#### Data for this exercise:
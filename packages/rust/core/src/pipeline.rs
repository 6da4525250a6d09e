//! End-to-end export: workbook → index → grade catalogs → lesson manifests.

use std::collections::HashSet;
use std::path::PathBuf;
use std::time::{Duration, Instant};

use chrono::{Local, NaiveDateTime};
use tracing::{debug, info, instrument};

use opds_export_shared::{ExportConfig, Result};
use opds_export_workbook::Workbook;

use crate::catalog::{build_index, navigation};
use crate::output::{OutputLayout, write_json};
use crate::publication::{SkippedRow, build_grade};

/// Outcome of one sheet.
#[derive(Debug, Clone)]
pub struct GradeReport {
    /// Original sheet name.
    pub sheet: String,
    /// Filename stem of the grade catalog.
    pub key: String,
    /// Data rows read.
    pub rows: usize,
    /// Lesson manifests written.
    pub lessons: usize,
    /// Rows dropped and why.
    pub skipped: Vec<SkippedRow>,
}

/// Result of a full export.
#[derive(Debug)]
pub struct ExportReport {
    /// Root of the written tree.
    pub output_dir: PathBuf,
    /// Path of the written `index.json`.
    pub index_path: PathBuf,
    /// One entry per processed sheet, in sheet order.
    pub grades: Vec<GradeReport>,
    /// Total elapsed time.
    pub elapsed: Duration,
}

impl ExportReport {
    pub fn lesson_count(&self) -> usize {
        self.grades.iter().map(|g| g.lessons).sum()
    }

    pub fn skipped_count(&self) -> usize {
        self.grades.iter().map(|g| g.skipped.len()).sum()
    }
}

/// Progress callback for reporting export status.
pub trait ProgressReporter {
    /// Called when entering a new phase.
    fn phase(&self, name: &str);
    /// Called before a sheet is processed (`current` is 1-based).
    fn sheet_started(&self, sheet: &str, current: usize, total: usize);
    /// Called after a lesson manifest is written.
    fn lesson_written(&self, lesson_id: &str);
    /// Called when the export completes.
    fn done(&self, report: &ExportReport);
}

/// No-op progress reporter for headless/test usage.
pub struct SilentProgress;

impl ProgressReporter for SilentProgress {
    fn phase(&self, _name: &str) {}
    fn sheet_started(&self, _sheet: &str, _current: usize, _total: usize) {}
    fn lesson_written(&self, _lesson_id: &str) {}
    fn done(&self, _report: &ExportReport) {}
}

/// Open the configured workbook and export it.
///
/// Rows without a `modified` date are stamped with the current local time.
#[instrument(skip_all, fields(input = %config.input.display()))]
pub fn export(config: &ExportConfig, progress: &dyn ProgressReporter) -> Result<ExportReport> {
    progress.phase("Loading workbook");
    let mut workbook = Workbook::open(&config.input)?;
    export_workbook(&mut workbook, config, Local::now().naive_local(), progress)
}

/// Export an opened workbook.
///
/// 1. Create the output tree
/// 2. Write `index.json`
/// 3. Per non-skipped sheet: load it, write each lesson manifest, then the grade catalog
///
/// Skipped sheets are never loaded.
#[instrument(skip_all, fields(output = %config.output_dir.display()))]
pub fn export_workbook(
    workbook: &mut Workbook,
    config: &ExportConfig,
    run_time: NaiveDateTime,
    progress: &dyn ProgressReporter,
) -> Result<ExportReport> {
    let start = Instant::now();
    let layout = OutputLayout::new(&config.output_dir);

    progress.phase("Preparing output directory");
    layout.create_dirs()?;

    // --- Index ---
    progress.phase("Writing index");
    let names: Vec<String> = workbook.sheet_names().iter().map(|s| s.to_string()).collect();
    let nav = navigation(names.iter().map(String::as_str), config);
    let grade_total = nav.len();
    let index = build_index(nav, config);
    let index_path = layout.index_path();
    write_json(&index_path, &index)?;
    info!(grades = grade_total, "generated index.json");

    // --- Grades ---
    let mut grades = Vec::with_capacity(grade_total);
    let mut seen_ids = HashSet::new();

    for name in names.iter().filter(|n| !config.is_skipped(n)) {
        progress.sheet_started(name, grades.len() + 1, grade_total);
        let sheet = workbook.load_sheet(name)?;
        info!(sheet = %name, columns = ?sheet.headers(), "processing sheet");

        let grade = build_grade(&sheet, config, &run_time);

        for lesson in &grade.lessons {
            if !seen_ids.insert(lesson.lesson_id.clone()) {
                debug!(lesson_id = %lesson.lesson_id, "duplicate lesson_id, overwriting earlier manifest");
            }
            write_json(&layout.lesson_path(&lesson.lesson_id), &lesson.manifest)?;
            progress.lesson_written(&lesson.lesson_id);
        }

        write_json(&layout.grade_path(&grade.key), &grade.catalog)?;
        info!(
            file = %format!("{}.json", grade.key),
            lessons = grade.lessons.len(),
            skipped = grade.skipped.len(),
            "generated grade catalog"
        );

        grades.push(GradeReport {
            sheet: name.clone(),
            key: grade.key,
            rows: grade.rows,
            lessons: grade.lessons.len(),
            skipped: grade.skipped,
        });
    }

    let report = ExportReport {
        output_dir: layout.root().to_path_buf(),
        index_path,
        grades,
        elapsed: start.elapsed(),
    };

    info!(
        grades = report.grades.len(),
        lessons = report.lesson_count(),
        skipped = report.skipped_count(),
        "export complete"
    );
    progress.done(&report);

    Ok(report)
}

#[cfg(test)]
mod tests {
    use super::*;
    use chrono::NaiveDate;
    use opds_export_shared::{AppConfig, GradeCatalog, Index, LessonManifest, OpdsExportError};
    use opds_export_workbook::{Cell, Sheet, SheetSource};

    fn temp_dir() -> PathBuf {
        std::env::temp_dir().join(format!("opds-pipeline-test-{}", uuid::Uuid::now_v7()))
    }

    fn make_config(output_dir: &std::path::Path) -> ExportConfig {
        let mut app = AppConfig::default();
        app.export.output_dir = output_dir.to_string_lossy().into_owned();
        ExportConfig::try_from(&app).unwrap()
    }

    fn run_time(hour: u32) -> NaiveDateTime {
        NaiveDate::from_ymd_opt(2025, 6, 1)
            .unwrap()
            .and_hms_opt(hour, 0, 0)
            .unwrap()
    }

    fn row(cells: &[&str]) -> Vec<Cell> {
        cells.iter().map(|c| Cell::from(*c)).collect()
    }

    fn headers() -> Vec<String> {
        ["lesson_id", "lesson_name", "Asset Link", "cocos_lesson_code", "modified"]
            .iter()
            .map(|h| h.to_string())
            .collect()
    }

    fn make_workbook() -> Workbook {
        Workbook::from_sheets(vec![
            Sheet::new("All Courses", headers(), vec![row(&["X1", "", "http://x/x.zip", "", ""])]),
            Sheet::new(
                "Grade 1",
                headers(),
                vec![
                    row(&["L1", "", "http://x/a.zip", "en0001", "2024-03-01T09:30:00"]),
                    row(&["", "No id", "http://x/b.zip", "", ""]),
                    row(&["L3", "No asset", "nan", "", ""]),
                    row(&["L4", "Shapes", "http://x/d.zip", "en0004", "2024-03-02T10:00:00"]),
                ],
            ),
            Sheet::new(
                "Grade 2",
                headers(),
                vec![row(&["L5", "Words", "http://x/e.zip", "", ""])],
            ),
        ])
    }

    fn read<T: serde::de::DeserializeOwned>(path: &std::path::Path) -> T {
        serde_json::from_str(&std::fs::read_to_string(path).unwrap()).unwrap()
    }

    #[test]
    fn export_writes_index_grades_and_lessons() {
        let tmp = temp_dir();
        let config = make_config(&tmp);

        let report = export_workbook(&mut make_workbook(), &config, run_time(12), &SilentProgress).unwrap();

        let index: Index = read(&tmp.join("index.json"));
        let hrefs: Vec<_> = index.navigation.iter().map(|n| n.href.as_str()).collect();
        assert_eq!(hrefs, ["grade1.json", "grade2.json"]);

        let grade1: GradeCatalog = read(&tmp.join("grades/grade1.json"));
        assert_eq!(grade1.publications.len(), 2);
        assert!(tmp.join("grades/grade2.json").exists());
        assert!(!tmp.join("grades/allcourses.json").exists());

        for id in ["L1", "L4", "L5"] {
            assert!(tmp.join(format!("lessons/{id}.json")).exists(), "missing {id}");
        }
        assert!(!tmp.join("lessons/L3.json").exists());
        assert!(!tmp.join("lessons/X1.json").exists());
        assert!(tmp.join("images").is_dir());

        assert_eq!(report.grades.len(), 2);
        assert_eq!(report.lesson_count(), 3);
        assert_eq!(report.skipped_count(), 2);
        assert_eq!(report.grades[0].rows, 4);

        let _ = std::fs::remove_dir_all(&tmp);
    }

    #[test]
    fn manifest_matches_grade_summary() {
        let tmp = temp_dir();
        let config = make_config(&tmp);
        export_workbook(&mut make_workbook(), &config, run_time(12), &SilentProgress).unwrap();

        let grade1: GradeCatalog = read(&tmp.join("grades/grade1.json"));
        let l1: LessonManifest = read(&tmp.join("lessons/L1.json"));

        assert_eq!(l1.metadata, grade1.publications[0].metadata);
        assert_eq!(l1.images, grade1.publications[0].images);
        assert_eq!(l1.metadata.title, "Lesson L1");
        assert_eq!(l1.resources[0].href, "http://x/a.zip");

        let _ = std::fs::remove_dir_all(&tmp);
    }

    #[test]
    fn explicit_modified_is_byte_identical_across_runs() {
        let tmp = temp_dir();
        let config = make_config(&tmp);
        let mut wb = make_workbook();

        export_workbook(&mut wb, &config, run_time(12), &SilentProgress).unwrap();
        let first = std::fs::read(tmp.join("lessons/L1.json")).unwrap();
        let first_index = std::fs::read(tmp.join("index.json")).unwrap();

        export_workbook(&mut wb, &config, run_time(13), &SilentProgress).unwrap();
        assert_eq!(std::fs::read(tmp.join("lessons/L1.json")).unwrap(), first);
        assert_eq!(std::fs::read(tmp.join("index.json")).unwrap(), first_index);

        let _ = std::fs::remove_dir_all(&tmp);
    }

    #[test]
    fn missing_modified_differs_only_in_modified() {
        let tmp = temp_dir();
        let config = make_config(&tmp);
        let mut wb = make_workbook();

        export_workbook(&mut wb, &config, run_time(12), &SilentProgress).unwrap();
        let first: serde_json::Value = read(&tmp.join("lessons/L5.json"));

        export_workbook(&mut wb, &config, run_time(13), &SilentProgress).unwrap();
        let mut second: serde_json::Value = read(&tmp.join("lessons/L5.json"));

        assert_ne!(first["metadata"]["modified"], second["metadata"]["modified"]);
        second["metadata"]["modified"] = first["metadata"]["modified"].clone();
        assert_eq!(first, second);

        let _ = std::fs::remove_dir_all(&tmp);
    }

    #[test]
    fn duplicate_lesson_id_last_write_wins() {
        let tmp = temp_dir();
        let config = make_config(&tmp);
        let mut wb = Workbook::from_sheets(vec![
            Sheet::new("Grade 1", headers(), vec![row(&["D1", "First", "http://x/1.zip", "", ""])]),
            Sheet::new("Grade 2", headers(), vec![row(&["D1", "Second", "http://x/2.zip", "", ""])]),
        ]);

        let report = export_workbook(&mut wb, &config, run_time(12), &SilentProgress).unwrap();
        let manifest: LessonManifest = read(&tmp.join("lessons/D1.json"));
        assert_eq!(manifest.metadata.title, "Second");
        assert_eq!(report.lesson_count(), 2);

        let _ = std::fs::remove_dir_all(&tmp);
    }

    /// A source whose "All Courses" sheet cannot be read.
    struct BrokenSummarySource(Vec<Sheet>);

    impl SheetSource for BrokenSummarySource {
        fn sheet_names(&self) -> Vec<String> {
            vec!["All Courses".into(), "Grade 1".into()]
        }

        fn read_sheet(&mut self, name: &str) -> Result<Sheet> {
            if name == "All Courses" {
                return Err(OpdsExportError::workbook(
                    "courses.xlsx",
                    "corrupt sheet",
                ));
            }
            self.0.read_sheet(name)
        }
    }

    #[test]
    fn skipped_sheet_is_never_loaded() {
        let tmp = temp_dir();
        let config = make_config(&tmp);
        let mut wb = Workbook::from_source(BrokenSummarySource(vec![Sheet::new(
            "Grade 1",
            headers(),
            vec![row(&["L1", "Counting", "http://x/a.zip", "", ""])],
        )]));

        let report = export_workbook(&mut wb, &config, run_time(12), &SilentProgress).unwrap();
        assert_eq!(report.grades.len(), 1);
        assert_eq!(report.grades[0].sheet, "Grade 1");
        assert!(tmp.join("lessons/L1.json").exists());

        let _ = std::fs::remove_dir_all(&tmp);
    }

    #[test]
    fn unreadable_grade_sheet_is_fatal() {
        let tmp = temp_dir();
        let mut app = AppConfig::default();
        app.export.output_dir = tmp.to_string_lossy().into_owned();
        app.export.skip_sheets.clear();
        let config = ExportConfig::try_from(&app).unwrap();
        let mut wb = Workbook::from_source(BrokenSummarySource(vec![]));

        let err = export_workbook(&mut wb, &config, run_time(12), &SilentProgress).unwrap_err();
        assert!(matches!(err, OpdsExportError::Workbook { .. }));

        let _ = std::fs::remove_dir_all(&tmp);
    }
}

#### Try it:
Give the number of lines in the listing that hold "tree", with no other words.

#### Exercise answer:
2